Your output should be the line with "impl Default for CurveLut" and all following lines of the data below, through the end, repeated exactly.

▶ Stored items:
#####

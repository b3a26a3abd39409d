//! A movie is a set of named acts. Each act renders to its own frame
//! directory and video under the output directory; the act videos are then
//! joined with the ffmpeg concat demuxer.
//!
//! For a movie `demo` with an act `intro` and `out_dir = "out"`:
//!
//! ```text
//! out/intro_frames/frame_0000.png ...
//! out/intro.mp4
//! out/intro.png        (single-frame preview)
//! out/demo.manifest
//! out/demo.mp4
//! ```

use std::collections::HashMap;
use std::fs;
use std::path::{Path, PathBuf};

use raster_fx::PixelBuffer;

use crate::error::{HarnessError, Result};
use crate::render::{self, FrameFunc};
use crate::tools::Tools;

pub struct Act {
    pub name: String,
    pub frame_count: usize,
    /// Included by [`Movie::render_all`].
    pub render: bool,
    frame_func: FrameFunc,
}

impl std::fmt::Debug for Act {
    fn fmt(&self, f: &mut std::fmt::Formatter<'_>) -> std::fmt::Result {
        f.debug_struct("Act")
            .field("name", &self.name)
            .field("frame_count", &self.frame_count)
            .field("render", &self.render)
            .finish_non_exhaustive()
    }
}

#[derive(Debug)]
pub struct Movie {
    pub name: String,
    pub width: u32,
    pub height: u32,
    pub fps: u32,
    pub tools: Tools,
    acts: Vec<Act>,
    index: HashMap<String, usize>,
}

impl Movie {
    pub fn new(name: impl Into<String>, width: u32, height: u32, fps: u32, tools: Tools) -> Self {
        Self {
            name: name.into(),
            width,
            height,
            fps,
            tools,
            acts: Vec::new(),
            index: HashMap::new(),
        }
    }

    fn out_dir(&self) -> &Path {
        &self.tools.config.out_dir
    }

    /// Adds an act, or replaces the act of the same name in place.
    pub fn new_act<F>(&mut self, name: &str, frame_count: usize, frame_func: F, render: bool)
    where
        F: FnMut(&mut PixelBuffer, f64, f64, f64) + 'static,
    {
        let act = Act {
            name: name.to_string(),
            frame_count,
            render,
            frame_func: Box::new(frame_func),
        };
        match self.index.get(name) {
            Some(&i) => self.acts[i] = act,
            None => {
                self.index.insert(name.to_string(), self.acts.len());
                self.acts.push(act);
            }
        }
    }

    /// Acts in insertion order.
    pub fn acts(&self) -> &[Act] {
        &self.acts
    }

    pub fn frames_dir(&self, act: &str) -> PathBuf {
        self.out_dir().join(format!("{}_frames", act))
    }

    pub fn video_path(&self, act: &str) -> PathBuf {
        self.out_dir().join(format!("{}.mp4", act))
    }

    pub fn preview_path(&self, act: &str) -> PathBuf {
        self.out_dir().join(format!("{}.png", act))
    }

    pub fn manifest_path(&self) -> PathBuf {
        self.out_dir().join(format!("{}.manifest", self.name))
    }

    pub fn combined_path(&self) -> PathBuf {
        self.out_dir().join(format!("{}.mp4", self.name))
    }

    fn act_index(&self, name: &str) -> Result<usize> {
        self.index
            .get(name)
            .copied()
            .ok_or_else(|| HarnessError::UnknownAct(name.to_string()))
    }

    /// Render the act's frames only.
    pub fn render_act_frames(&mut self, name: &str) -> Result<()> {
        let i = self.act_index(name)?;
        let dir = self.frames_dir(name);
        let format = self.tools.config.image_format;
        let (w, h) = (self.width, self.height);
        let act = &mut self.acts[i];
        if act.frame_count == 0 {
            return Err(HarnessError::EmptyScene);
        }
        render::frames(name, w, h, act.frame_count, &dir, format, &mut act.frame_func)
    }

    /// Render the act's frames and encode them as `<out>/<name>.mp4`.
    pub fn render_act(&mut self, name: &str) -> Result<()> {
        self.render_act_frames(name)?;
        self.tools.convert_to_video(
            &self.frames_dir(name),
            &self.video_path(name),
            self.width,
            self.height,
            self.fps,
        )
    }

    /// Render every act flagged for rendering, in insertion order.
    pub fn render_all(&mut self) -> Result<()> {
        let names: Vec<String> = self
            .acts
            .iter()
            .filter(|a| a.render)
            .map(|a| a.name.clone())
            .collect();
        for name in names {
            self.render_act(&name)?;
        }
        Ok(())
    }

    /// Render a single frame of an act to `<out>/<name>.png`.
    pub fn render_act_frame(&mut self, name: &str, frame: usize) -> Result<PathBuf> {
        let i = self.act_index(name)?;
        let path = self.preview_path(name);
        let (w, h) = (self.width, self.height);
        let act = &mut self.acts[i];
        let percent = if act.frame_count == 0 {
            0.0
        } else {
            frame as f64 / act.frame_count as f64
        };
        render::image(w, h, &path, &mut act.frame_func, percent)?;
        Ok(path)
    }

    pub fn play_act(&self, name: &str) -> Result<()> {
        self.act_index(name)?;
        self.tools.play_video(&self.video_path(name))
    }

    /// Play each act video in turn.
    pub fn play_all(&self) -> Result<()> {
        for act in &self.acts {
            self.tools.play_video(&self.video_path(&act.name))?;
        }
        Ok(())
    }

    /// Manifest text for the concat demuxer, one `file <name>.mp4` per act.
    pub fn manifest(&self) -> String {
        self.acts
            .iter()
            .map(|a| format!("file {}.mp4\n", a.name))
            .collect()
    }

    /// Write the manifest and return the names of acts whose video does not
    /// exist yet.
    pub fn write_manifest(&self) -> Result<Vec<String>> {
        let out = self.out_dir();
        fs::create_dir_all(out).map_err(|e| HarnessError::io(out, e))?;
        let mut missing = Vec::new();
        for act in &self.acts {
            let video = self.video_path(&act.name);
            if !video.exists() {
                log::warn!("act video missing: {}", video.display());
                missing.push(act.name.clone());
            }
        }
        let path = self.manifest_path();
        fs::write(&path, self.manifest()).map_err(|e| HarnessError::io(&path, e))?;
        log::debug!("wrote manifest {}", path.display());
        Ok(missing)
    }

    /// Join every act video into `<out>/<movie>.mp4`.
    pub fn combine_all(&self) -> Result<PathBuf> {
        self.write_manifest()?;
        let out = self.combined_path();
        self.tools.concat(&self.manifest_path(), &out)?;
        log::info!("movie complete: {}", out.display());
        Ok(out)
    }

    pub fn play_combined(&self) -> Result<()> {
        self.tools.play_video(&self.combined_path())
    }

    /// Remove every act's frame directory.
    pub fn clean(&self) -> Result<()> {
        for act in &self.acts {
            let dir = self.frames_dir(&act.name);
            match fs::remove_dir_all(&dir) {
                Ok(()) => log::debug!("removed {}", dir.display()),
                Err(e) if e.kind() == std::io::ErrorKind::NotFound => {}
                Err(e) => return Err(HarnessError::io(dir, e)),
            }
        }
        Ok(())
    }
}

#[cfg(test)]
mod tests {
    use super::*;
    use crate::config::HarnessConfig;
    use raster_fx::{Rgba, Rgba8};

    fn movie_in(dir: &Path) -> Movie {
        let config = HarnessConfig {
            out_dir: dir.to_path_buf(),
            ..HarnessConfig::default()
        };
        Movie::new("demo", 4, 4, 10, Tools::new(config))
    }

    fn shade(buf: &mut PixelBuffer, _w: f64, _h: f64, p: f64) {
        buf.fill(Rgba8::from_rgba(&Rgba::gray(p)));
    }

    #[test]
    fn test_paths() {
        let movie = movie_in(Path::new("out"));
        assert_eq!(movie.frames_dir("intro"), PathBuf::from("out/intro_frames"));
        assert_eq!(movie.video_path("intro"), PathBuf::from("out/intro.mp4"));
        assert_eq!(movie.preview_path("intro"), PathBuf::from("out/intro.png"));
        assert_eq!(movie.manifest_path(), PathBuf::from("out/demo.manifest"));
        assert_eq!(movie.combined_path(), PathBuf::from("out/demo.mp4"));
    }

    #[test]
    fn test_acts_keep_insertion_order_and_replace() {
        let mut movie = movie_in(Path::new("out"));
        movie.new_act("b", 3, shade, true);
        movie.new_act("a", 5, shade, false);
        movie.new_act("b", 7, shade, true);
        let names: Vec<_> = movie.acts().iter().map(|a| a.name.as_str()).collect();
        assert_eq!(names, ["b", "a"]);
        assert_eq!(movie.acts()[0].frame_count, 7);
        assert_eq!(movie.manifest(), "file b.mp4\nfile a.mp4\n");
    }

    #[test]
    fn test_unknown_act() {
        let mut movie = movie_in(Path::new("out"));
        let err = movie.render_act_frame("nope", 0).unwrap_err();
        assert!(matches!(err, HarnessError::UnknownAct(ref n) if n == "nope"));
        assert!(movie.play_act("nope").is_err());
    }

    #[test]
    fn test_render_act_frame_preview() {
        let dir = tempfile::tempdir().unwrap();
        let mut movie = movie_in(dir.path());
        movie.new_act("intro", 4, shade, true);
        let path = movie.render_act_frame("intro", 2).unwrap();
        assert_eq!(path, dir.path().join("intro.png"));
        let buf = PixelBuffer::from_png(&path).unwrap();
        assert_eq!(buf.pixel_int(0, 0), Rgba8::new_opaque(128, 128, 128));
    }

    #[test]
    fn test_render_frames_and_clean() {
        let dir = tempfile::tempdir().unwrap();
        let mut movie = movie_in(dir.path());
        movie.new_act("intro", 3, shade, true);
        movie.render_act_frames("intro").unwrap();
        let frames = movie.frames_dir("intro");
        assert!(frames.join("frame_0002.png").exists());
        movie.clean().unwrap();
        assert!(!frames.exists());
        movie.clean().unwrap();
    }

    #[test]
    fn test_write_manifest_reports_missing() {
        let dir = tempfile::tempdir().unwrap();
        let mut movie = movie_in(dir.path());
        movie.new_act("intro", 3, shade, true);
        movie.new_act("outro", 3, shade, true);
        fs::write(movie.video_path("intro"), b"").unwrap();

        let missing = movie.write_manifest().unwrap();
        assert_eq!(missing, ["outro"]);
        let text = fs::read_to_string(movie.manifest_path()).unwrap();
        assert_eq!(text, "file intro.mp4\nfile outro.mp4\n");
    }
}
//! Per-channel tone curves and lookup tables.
//!
//! A [`ChannelCurve`] maps one channel value in the 0–255 domain to a new
//! value. Point-wise filters whose output for a channel depends only on that
//! channel (gamma, contrast, brightness, invert, quantize) are all curves,
//! baked into a 256-entry [`CurveLut`] before touching the buffer so each
//! byte costs one table lookup.

use crate::basics::round_u8;
use crate::color::OrderBgra;
use crate::pixel_buffer::PixelBuffer;

// ============================================================================
// Curve trait
// ============================================================================

/// A channel transfer function over the 0–255 domain.
///
/// Results outside `[0, 255]` are clamped when baked into a [`CurveLut`].
pub trait ChannelCurve {
    fn call(&self, v: f64) -> f64;
}

// ============================================================================
// Gamma
// ============================================================================

/// `255 * (v / 255)^(1 / gamma)`. A gamma of zero or below is the identity.
#[derive(Debug, Clone, Copy)]
pub struct CurveGamma {
    gamma: f64,
}

impl CurveGamma {
    pub fn new(gamma: f64) -> Self {
        Self { gamma }
    }

    pub fn gamma(&self) -> f64 {
        self.gamma
    }
}

impl Default for CurveGamma {
    fn default() -> Self {
        Self { gamma: 1.0 }
    }
}

impl ChannelCurve for CurveGamma {
    #[inline]
    fn call(&self, v: f64) -> f64 {
        if self.gamma <= 0.0 {
            return v;
        }
        255.0 * (v / 255.0).powf(1.0 / self.gamma)
    }
}

// ============================================================================
// Contrast
// ============================================================================

/// Contrast correction around mid-gray:
/// `f = 259 (c + 255) / (255 (259 - c))`, `c = 255 * amount`,
/// `out = f (v - 128) + 128`.
///
/// `c` is held below 259 where the factor diverges.
#[derive(Debug, Clone, Copy)]
pub struct CurveContrast {
    factor: f64,
}

impl CurveContrast {
    pub fn new(amount: f64) -> Self {
        let c = (255.0 * amount).clamp(-255.0, 258.0);
        Self {
            factor: 259.0 * (c + 255.0) / (255.0 * (259.0 - c)),
        }
    }

    pub fn factor(&self) -> f64 {
        self.factor
    }
}

impl ChannelCurve for CurveContrast {
    #[inline]
    fn call(&self, v: f64) -> f64 {
        self.factor * (v - 128.0) + 128.0
    }
}

// ============================================================================
// Brightness
// ============================================================================

/// `v + 255 * amount`.
#[derive(Debug, Clone, Copy)]
pub struct CurveBrightness {
    offset: f64,
}

impl CurveBrightness {
    pub fn new(amount: f64) -> Self {
        Self {
            offset: 255.0 * amount,
        }
    }
}

impl ChannelCurve for CurveBrightness {
    #[inline]
    fn call(&self, v: f64) -> f64 {
        v + self.offset
    }
}

// ============================================================================
// Invert
// ============================================================================

/// `255 - v`.
#[derive(Debug, Clone, Copy, Default)]
pub struct CurveInvert;

impl ChannelCurve for CurveInvert {
    #[inline]
    fn call(&self, v: f64) -> f64 {
        255.0 - v
    }
}

// ============================================================================
// Quantize
// ============================================================================

/// Snap to the nearest of `levels` evenly spaced values across `[0, 255]`.
/// Fewer than two levels is the identity.
#[derive(Debug, Clone, Copy)]
pub struct CurveQuantize {
    levels: u32,
}

impl CurveQuantize {
    pub fn new(levels: u32) -> Self {
        Self { levels }
    }

    pub fn levels(&self) -> u32 {
        self.levels
    }
}

impl ChannelCurve for CurveQuantize {
    #[inline]
    fn call(&self, v: f64) -> f64 {
        if self.levels < 2 {
            return v;
        }
        let step = 255.0 / (self.levels - 1) as f64;
        (v / step).round() * step
    }
}

// ============================================================================
// Curve LUT
// ============================================================================

/// A curve baked into a 256-entry byte table.
#[derive(Clone)]
pub struct CurveLut {
    table: [u8; 256],
}

impl CurveLut {
    /// Identity table.
    pub fn new() -> Self {
        let mut table = [0u8; 256];
        for (i, entry) in table.iter_mut().enumerate() {
            *entry = i as u8;
        }
        Self { table }
    }

    /// Bake `curve`, rounding and clamping each output to a byte.
    pub fn from_curve<C: ChannelCurve + ?Sized>(curve: &C) -> Self {
        let mut table = [0u8; 256];
        for (i, entry) in table.iter_mut().enumerate() {
            *entry = round_u8(curve.call(i as f64));
        }
        Self { table }
    }

    #[inline]
    pub fn map(&self, v: u8) -> u8 {
        self.table[v as usize]
    }

    /// Map the R, G and B bytes of every pixel; alpha is untouched.
    pub fn apply_rgb(&self, buf: &mut PixelBuffer) {
        for p in buf.data_mut().chunks_exact_mut(OrderBgra::N) {
            p[OrderBgra::R] = self.table[p[OrderBgra::R] as usize];
            p[OrderBgra::G] = self.table[p[OrderBgra::G] as usize];
            p[OrderBgra::B] = self.table[p[OrderBgra::B] as usize];
        }
    }
}

impl Default for CurveLut {
    fn default() -> Self {
        Self::new()
    }
}

// ============================================================================
// Tests
// ============================================================================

#####

▶ Answer space:
impl Default for CurveLut {
    fn default() -> Self {
        Self::new()
    }
}

// ============================================================================
// Tests
// ============================================================================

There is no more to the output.